Typing http://localhost into my IE address bar does bring up the page that I previously mentioned localhost/localstart, kind of like an introduction page. But typing my IP address into the bar brings about a error screen from Bell, probably some router data, because the color scheme is the same as when I go into my router to open a port or whatever. It says The login failed. Check your password and make sure you typed it in correctly. Access permission is currently denied.

I have turned on permissions to "everyone" on the wwwroot folder, so I don't know why it would say this. On that localhost/localstart page, it does say that to everyone else at the moment (because I do not have an actual webpage yet), it will show that the website is currently under construction.
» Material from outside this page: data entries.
//! Plain-data save form and the sanitizer that rebuilds a state from it.
//!
//! `serialize` flattens sets into sorted arrays and money into decimal
//! strings. `sanitize` accepts any JSON value and always yields a usable
//! state: unknown or mistyped fields fall back to defaults, floors are
//! re-applied, and bounded logs are trimmed to capacity. Sanitizing the
//! serialized form of a sanitized state is a no-op.

use crate::catalog::{Category, Effects};
use crate::log::{History, HistoryPoint, NewsLog, NEWS_CAPACITY};
use crate::state::{ActiveResearch, CompanyState};
use rust_decimal::prelude::FromPrimitive;
use rust_decimal::Decimal;
use serde::{Deserialize, Serialize};
use serde_json::{Map, Value};
use std::collections::{BTreeMap, BTreeSet};
use tracing::warn;

/// Flattened, storage-friendly form of [`CompanyState`].
#[derive(Clone, Debug, PartialEq, Serialize, Deserialize)]
#[serde(rename_all = "camelCase")]
pub struct SavedState {
    pub time: f64,
    pub cash: Decimal,
    pub funding: Decimal,
    pub expenses_per_second: Decimal,
    pub revenue_per_second: Decimal,
    pub compute_capacity: f64,
    pub compute_used: f64,
    pub energy_usage: f64,
    pub research_speed: f64,
    pub ai_power: f64,
    pub unlocked_models: BTreeMap<Category, usize>,
    pub completed_models: Vec<String>,
    pub purchased_upgrades: Vec<String>,
    pub partnerships: Vec<String>,
    pub funding_claimed: Vec<String>,
    pub active_research: Option<SavedResearch>,
    pub history: SavedHistory,
    pub news: Vec<String>,
}

/// Flattened active research project.
#[derive(Clone, Debug, PartialEq, Serialize, Deserialize)]
#[serde(rename_all = "camelCase")]
pub struct SavedResearch {
    pub category: Category,
    pub model_id: String,
    pub model_name: String,
    #[serde(default)]
    pub description: String,
    pub progress: f64,
    pub duration: f64,
    pub compute_required: f64,
    #[serde(skip_serializing_if = "Option::is_none")]
    pub revenue_boost: Option<Decimal>,
    #[serde(skip_serializing_if = "Option::is_none")]
    pub research_boost: Option<f64>,
    #[serde(skip_serializing_if = "Option::is_none")]
    pub efficiency_boost: Option<f64>,
    #[serde(skip_serializing_if = "Option::is_none")]
    pub energy_cost: Option<f64>,
}

/// History as four parallel series.
#[derive(Clone, Debug, Default, PartialEq, Serialize, Deserialize)]
#[serde(rename_all = "camelCase")]
pub struct SavedHistory {
    pub timestamps: Vec<f64>,
    pub compute: Vec<f64>,
    /// Net revenue per second.
    pub revenue: Vec<f64>,
    pub ai_power: Vec<f64>,
}

impl From<&CompanyState> for SavedState {
    fn from(s: &CompanyState) -> Self {
        Self {
            time: s.time,
            cash: s.cash,
            funding: s.funding,
            expenses_per_second: s.expenses_per_second,
            revenue_per_second: s.revenue_per_second,
            compute_capacity: s.compute_capacity,
            compute_used: s.compute_used,
            energy_usage: s.energy_usage,
            research_speed: s.research_speed,
            ai_power: s.ai_power,
            unlocked_models: s.unlocked_models.clone(),
            completed_models: s.completed_models.clone(),
            purchased_upgrades: s.purchased_upgrades.iter().cloned().collect(),
            partnerships: s.partnerships.iter().cloned().collect(),
            funding_claimed: s.funding_claimed.iter().cloned().collect(),
            active_research: s.active_research.as_ref().map(|r| SavedResearch {
                category: r.category,
                model_id: r.model_id.clone(),
                model_name: r.model_name.clone(),
                description: r.description.clone(),
                progress: r.progress,
                duration: r.duration,
                compute_required: r.compute_required,
                revenue_boost: r.effects.revenue_boost,
                research_boost: r.effects.research_boost,
                efficiency_boost: r.effects.efficiency_boost,
                energy_cost: r.effects.energy_cost,
            }),
            history: SavedHistory {
                timestamps: s.history.timestamps(),
                compute: s.history.compute(),
                revenue: s.history.net_revenue(),
                ai_power: s.history.ai_power(),
            },
            news: s.news.entries().map(String::from).collect(),
        }
    }
}

/// Produce the plain-data form of a state.
pub fn serialize(state: &CompanyState) -> SavedState {
    SavedState::from(state)
}

/// Parse and sanitize a JSON document; unparsable text yields the default
/// state.
pub fn sanitize_json(text: &str) -> CompanyState {
    match serde_json::from_str::<Value>(text) {
        Ok(value) => sanitize(&value),
        Err(e) => {
            warn!(error = %e, "saved snapshot is not valid JSON, starting fresh");
            CompanyState::default()
        }
    }
}

/// Rebuild a well-formed state from arbitrary plain data.
pub fn sanitize(value: &Value) -> CompanyState {
    let Some(obj) = value.as_object() else {
        if !value.is_null() {
            warn!("saved snapshot is not an object, starting fresh");
        }
        return CompanyState::default();
    };
    let mut s = Sanitizer {
        obj,
        repaired: Vec::new(),
    };
    let d = CompanyState::default();

    let compute_capacity = s.number("computeCapacity", d.compute_capacity).max(0.0);
    let state = CompanyState {
        time: s.number("time", d.time).max(0.0),
        cash: s.money("cash", d.cash).max(Decimal::ZERO),
        funding: s.money("funding", d.funding),
        expenses_per_second: s.money("expensesPerSecond", d.expenses_per_second),
        revenue_per_second: s.money("revenuePerSecond", d.revenue_per_second),
        compute_capacity,
        compute_used: s
            .number("computeUsed", d.compute_used)
            .clamp(0.0, compute_capacity),
        energy_usage: s.number("energyUsage", d.energy_usage).max(0.0),
        research_speed: s.number("researchSpeed", d.research_speed),
        ai_power: s.number("aiPower", d.ai_power).max(0.0),
        unlocked_models: s.frontiers(d.unlocked_models),
        completed_models: s.strings("completedModels").unwrap_or_default(),
        purchased_upgrades: s.id_set("purchasedUpgrades"),
        partnerships: s.id_set("partnerships"),
        funding_claimed: s.id_set("fundingClaimed"),
        active_research: s.active_research(),
        history: s.history(),
        news: s.news(d.news),
    };

    if !s.repaired.is_empty() {
        warn!(fields = ?s.repaired, "repaired malformed fields in saved snapshot");
    }
    state
}

struct Sanitizer<'a> {
    obj: &'a Map<String, Value>,
    repaired: Vec<String>,
}

impl<'a> Sanitizer<'a> {
    /// Look up a key, treating `null` as absent.
    fn get(&self, key: &str) -> Option<&'a Value> {
        self.obj.get(key).filter(|v| !v.is_null())
    }

    fn repair(&mut self, key: &str) {
        self.repaired.push(key.to_string());
    }

    fn number(&mut self, key: &str, default: f64) -> f64 {
        match self.get(key) {
            None => default,
            Some(v) => finite(v).unwrap_or_else(|| {
                self.repair(key);
                default
            }),
        }
    }

    fn money(&mut self, key: &str, default: Decimal) -> Decimal {
        match self.get(key) {
            None => default,
            Some(v) => decimal(v).unwrap_or_else(|| {
                self.repair(key);
                default
            }),
        }
    }

    fn strings(&mut self, key: &str) -> Option<Vec<String>> {
        let v = self.get(key)?;
        let Some(items) = v.as_array() else {
            self.repair(key);
            return None;
        };
        let out: Vec<String> = items
            .iter()
            .filter_map(|i| i.as_str().map(String::from))
            .collect();
        if out.len() != items.len() {
            self.repair(key);
        }
        Some(out)
    }

    fn id_set(&mut self, key: &str) -> BTreeSet<String> {
        self.strings(key).unwrap_or_default().into_iter().collect()
    }

    fn frontiers(&mut self, mut frontiers: BTreeMap<Category, usize>) -> BTreeMap<Category, usize> {
        let Some(v) = self.get("unlockedModels") else {
            return frontiers;
        };
        let Some(map) = v.as_object() else {
            self.repair("unlockedModels");
            return frontiers;
        };
        for (name, index) in map {
            let parsed = name
                .parse::<Category>()
                .ok()
                .zip(index.as_u64().and_then(|i| usize::try_from(i).ok()));
            match parsed {
                Some((category, index)) => {
                    frontiers.insert(category, index);
                }
                None => self.repair(&format!("unlockedModels.{name}")),
            }
        }
        frontiers
    }

    fn active_research(&mut self) -> Option<ActiveResearch> {
        let v = self.get("activeResearch")?;
        let parsed = parse_research(v);
        if parsed.is_none() {
            self.repair("activeResearch");
        }
        parsed
    }

    fn history(&mut self) -> History {
        let Some(v) = self.get("history") else {
            return History::new();
        };
        let Some(h) = v.as_object() else {
            self.repair("history");
            return History::new();
        };
        let series = |key: &str| -> Vec<f64> {
            h.get(key)
                .and_then(Value::as_array)
                .map(|items| items.iter().filter_map(finite).collect())
                .unwrap_or_default()
        };
        let timestamps = series("timestamps");
        let compute = series("compute");
        let revenue = series("revenue");
        let ai_power = series("aiPower");
        let len = timestamps
            .len()
            .min(compute.len())
            .min(revenue.len())
            .min(ai_power.len());
        let lens = [timestamps.len(), compute.len(), revenue.len(), ai_power.len()];
        if lens.iter().any(|&l| l != len) {
            self.repair("history");
        }
        let newest = |xs: &[f64]| xs[xs.len() - len..].to_vec();
        let (timestamps, compute, revenue, ai_power) = (
            newest(&timestamps),
            newest(&compute),
            newest(&revenue),
            newest(&ai_power),
        );
        (0..len)
            .map(|i| HistoryPoint {
                timestamp: timestamps[i],
                compute: compute[i],
                net_revenue: revenue[i],
                ai_power: ai_power[i],
            })
            .collect()
    }

    fn news(&mut self, default: NewsLog) -> NewsLog {
        match self.strings("news") {
            None => default,
            Some(lines) => {
                if lines.len() > NEWS_CAPACITY {
                    self.repair("news");
                }
                lines.into_iter().collect()
            }
        }
    }
}

fn finite(v: &Value) -> Option<f64> {
    v.as_f64().filter(|x| x.is_finite())
}

fn decimal(v: &Value) -> Option<Decimal> {
    match v {
        Value::Number(n) => {
            if let Some(i) = n.as_i64() {
                Some(Decimal::from(i))
            } else if let Some(u) = n.as_u64() {
                Decimal::from_u64(u)
            } else {
                n.as_f64().and_then(Decimal::from_f64)
            }
        }
        Value::String(s) => s.trim().parse::<Decimal>().ok(),
        _ => None,
    }
}

fn parse_research(v: &Value) -> Option<ActiveResearch> {
    let obj = v.as_object()?;
    let category = obj.get("category")?.as_str()?.parse::<Category>().ok()?;
    let model_id = obj.get("modelId")?.as_str()?.to_string();
    let duration = obj.get("duration").and_then(finite).filter(|d| *d > 0.0)?;
    let model_name = obj
        .get("modelName")
        .and_then(Value::as_str)
        .map(String::from)
        .unwrap_or_else(|| model_id.clone());
    let description = obj
        .get("description")
        .and_then(Value::as_str)
        .unwrap_or_default()
        .to_string();
    let progress = obj.get("progress").and_then(finite).unwrap_or(0.0);
    let compute_required = obj
        .get("computeRequired")
        .and_then(finite)
        .unwrap_or(0.0)
        .max(0.0);
    Some(ActiveResearch {
        category,
        model_id,
        model_name,
        description,
        progress,
        duration,
        compute_required,
        effects: Effects {
            revenue_boost: obj.get("revenueBoost").and_then(decimal),
            research_boost: obj.get("researchBoost").and_then(finite),
            efficiency_boost: obj
                .get("efficiencyBoost")
                .and_then(finite)
                .filter(|e| *e > 0.0),
            energy_cost: obj.get("energyCost").and_then(finite),
            ..Effects::default()
        },
    })
}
Is this the under sconstruction message?

Thanks Alot
Chris


----------



## AboodY (Jul 31, 2007)

You need to setup port forwarding on your router to the server


----------



## jcbarr (Dec 17, 2003)

Also keep in mind that most ISPs block all incoming requests on port 80, so you might actually have to set up a redirect so that it will make the request on a different port.


----------



## djangojazz (Apr 11, 2006)

Christopher H. said:


> Prerequisite Information:
> OS: Windows XP Professional SP2
> IIS version: 5.1
> Error Reference: HTTP 401.3 Access denied by ACL on resource
> ...


IIS should set up an "Annonymous user account" when it first set's up, also by default I don't think IIS publicly hosts. I know I touched a bit on IIS and Sharepoint in some of my studies, but I got more questions than answers when working with it. I know the same thing happens on my LAN at work but I don't want to publish my IIS site so that's fine for me. See my pic for example. I would think you could publish possibly another page to do a redirect possibly to get around it. But I know there has got to be an easier way. Generally most servers create users to grant annonymous access and IIS has A LOT of options to set up things. The simplest answer would be to host outside of IIS or read more on IIS itself.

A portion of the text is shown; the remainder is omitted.